[BRIEF]
The answer must consist of every line in the records that contains the word "settings".

(Saved entries)
━━━━

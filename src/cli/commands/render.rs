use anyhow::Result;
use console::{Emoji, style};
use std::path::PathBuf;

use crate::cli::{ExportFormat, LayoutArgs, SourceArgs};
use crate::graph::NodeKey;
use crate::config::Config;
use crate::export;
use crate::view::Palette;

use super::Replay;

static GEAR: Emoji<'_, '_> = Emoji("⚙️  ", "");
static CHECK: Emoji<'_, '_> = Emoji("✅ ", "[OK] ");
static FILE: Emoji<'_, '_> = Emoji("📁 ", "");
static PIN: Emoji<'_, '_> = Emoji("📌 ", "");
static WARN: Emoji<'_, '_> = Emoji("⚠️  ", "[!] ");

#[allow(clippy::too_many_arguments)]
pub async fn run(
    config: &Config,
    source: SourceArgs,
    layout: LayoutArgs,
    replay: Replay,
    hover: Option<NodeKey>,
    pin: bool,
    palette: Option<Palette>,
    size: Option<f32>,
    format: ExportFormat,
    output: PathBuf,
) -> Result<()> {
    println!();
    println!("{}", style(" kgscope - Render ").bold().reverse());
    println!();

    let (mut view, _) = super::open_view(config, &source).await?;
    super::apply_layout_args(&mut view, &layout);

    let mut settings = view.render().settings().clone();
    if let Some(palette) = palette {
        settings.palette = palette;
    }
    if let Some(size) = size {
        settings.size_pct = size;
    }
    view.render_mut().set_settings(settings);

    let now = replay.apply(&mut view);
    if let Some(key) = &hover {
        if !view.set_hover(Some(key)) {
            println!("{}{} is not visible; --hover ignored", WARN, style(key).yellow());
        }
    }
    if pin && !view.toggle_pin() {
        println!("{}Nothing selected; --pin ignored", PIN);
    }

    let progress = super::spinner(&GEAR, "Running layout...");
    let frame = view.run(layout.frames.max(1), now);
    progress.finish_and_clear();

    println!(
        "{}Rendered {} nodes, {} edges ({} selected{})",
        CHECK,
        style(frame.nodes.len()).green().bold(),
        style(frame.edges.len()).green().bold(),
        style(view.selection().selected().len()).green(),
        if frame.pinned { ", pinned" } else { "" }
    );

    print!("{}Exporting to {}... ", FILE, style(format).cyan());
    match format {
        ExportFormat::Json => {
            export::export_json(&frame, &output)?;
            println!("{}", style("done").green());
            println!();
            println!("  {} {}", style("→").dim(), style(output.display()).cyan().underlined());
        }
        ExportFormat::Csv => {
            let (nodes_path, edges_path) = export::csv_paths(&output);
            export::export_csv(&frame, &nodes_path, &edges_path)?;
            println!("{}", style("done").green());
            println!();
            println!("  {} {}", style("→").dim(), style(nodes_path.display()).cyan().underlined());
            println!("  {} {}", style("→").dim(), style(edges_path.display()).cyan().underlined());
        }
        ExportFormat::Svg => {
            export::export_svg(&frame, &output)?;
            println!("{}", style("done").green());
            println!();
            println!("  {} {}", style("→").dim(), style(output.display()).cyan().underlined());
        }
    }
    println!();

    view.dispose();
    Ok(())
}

━━━━

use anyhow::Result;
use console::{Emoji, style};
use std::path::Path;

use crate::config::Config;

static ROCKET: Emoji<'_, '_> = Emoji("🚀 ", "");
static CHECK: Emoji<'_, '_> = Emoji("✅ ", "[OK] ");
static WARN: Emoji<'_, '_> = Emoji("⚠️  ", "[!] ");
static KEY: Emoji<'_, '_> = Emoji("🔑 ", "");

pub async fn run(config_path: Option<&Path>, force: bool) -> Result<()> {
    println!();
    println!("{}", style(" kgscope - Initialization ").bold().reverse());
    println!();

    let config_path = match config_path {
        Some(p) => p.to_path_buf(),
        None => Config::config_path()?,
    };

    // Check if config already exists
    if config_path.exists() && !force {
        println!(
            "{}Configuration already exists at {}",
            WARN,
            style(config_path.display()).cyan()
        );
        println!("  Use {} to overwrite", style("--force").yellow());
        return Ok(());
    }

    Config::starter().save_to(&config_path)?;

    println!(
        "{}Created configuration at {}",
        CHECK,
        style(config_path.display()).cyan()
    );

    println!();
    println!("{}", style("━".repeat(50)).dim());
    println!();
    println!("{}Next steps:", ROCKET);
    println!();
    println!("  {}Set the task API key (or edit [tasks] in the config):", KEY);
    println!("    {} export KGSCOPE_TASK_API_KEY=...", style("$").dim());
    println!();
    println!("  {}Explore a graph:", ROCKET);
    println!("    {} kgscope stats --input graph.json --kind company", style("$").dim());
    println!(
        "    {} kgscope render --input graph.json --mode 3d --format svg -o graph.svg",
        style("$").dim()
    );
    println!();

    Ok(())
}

━━━━

[WRITTEN SOLUTION]
    let mut settings = view.render().settings().clone();
        settings.palette = palette;
        settings.size_pct = size;
    view.render_mut().set_settings(settings);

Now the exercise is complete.